Word for word, please restate the lines from the beginning of the data through the line in which "fn handle(&self, query: &str, ctx: &LookupContext<'_>)" appears.
───── SUPPLIED ENTRIES
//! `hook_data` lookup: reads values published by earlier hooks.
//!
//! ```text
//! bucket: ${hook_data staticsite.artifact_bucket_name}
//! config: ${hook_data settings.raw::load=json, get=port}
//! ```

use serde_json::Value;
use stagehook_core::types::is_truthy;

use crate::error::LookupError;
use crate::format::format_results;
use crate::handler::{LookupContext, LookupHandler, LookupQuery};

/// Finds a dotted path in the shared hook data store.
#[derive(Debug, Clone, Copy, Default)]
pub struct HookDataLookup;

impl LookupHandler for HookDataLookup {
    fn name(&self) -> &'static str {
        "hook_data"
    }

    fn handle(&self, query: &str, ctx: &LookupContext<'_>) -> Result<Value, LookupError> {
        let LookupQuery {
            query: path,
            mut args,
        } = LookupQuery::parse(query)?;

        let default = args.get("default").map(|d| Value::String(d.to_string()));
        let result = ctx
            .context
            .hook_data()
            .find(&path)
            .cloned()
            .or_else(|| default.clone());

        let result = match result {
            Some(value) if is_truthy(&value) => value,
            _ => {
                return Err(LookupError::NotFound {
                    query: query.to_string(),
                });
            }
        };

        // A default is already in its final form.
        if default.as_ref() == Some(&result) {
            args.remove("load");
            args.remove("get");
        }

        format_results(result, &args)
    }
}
──────────
- **RESPONSE TO THIS TASK**:
//! `hook_data` lookup: reads values published by earlier hooks.
//!
//! ```text
//! bucket: ${hook_data staticsite.artifact_bucket_name}
//! config: ${hook_data settings.raw::load=json, get=port}
//! ```

use serde_json::Value;
use stagehook_core::types::is_truthy;

use crate::error::LookupError;
use crate::format::format_results;
use crate::handler::{LookupContext, LookupHandler, LookupQuery};

/// Finds a dotted path in the shared hook data store.
#[derive(Debug, Clone, Copy, Default)]
pub struct HookDataLookup;

impl LookupHandler for HookDataLookup {
    fn name(&self) -> &'static str {
        "hook_data"
    }

    fn handle(&self, query: &str, ctx: &LookupContext<'_>) -> Result<Value, LookupError> {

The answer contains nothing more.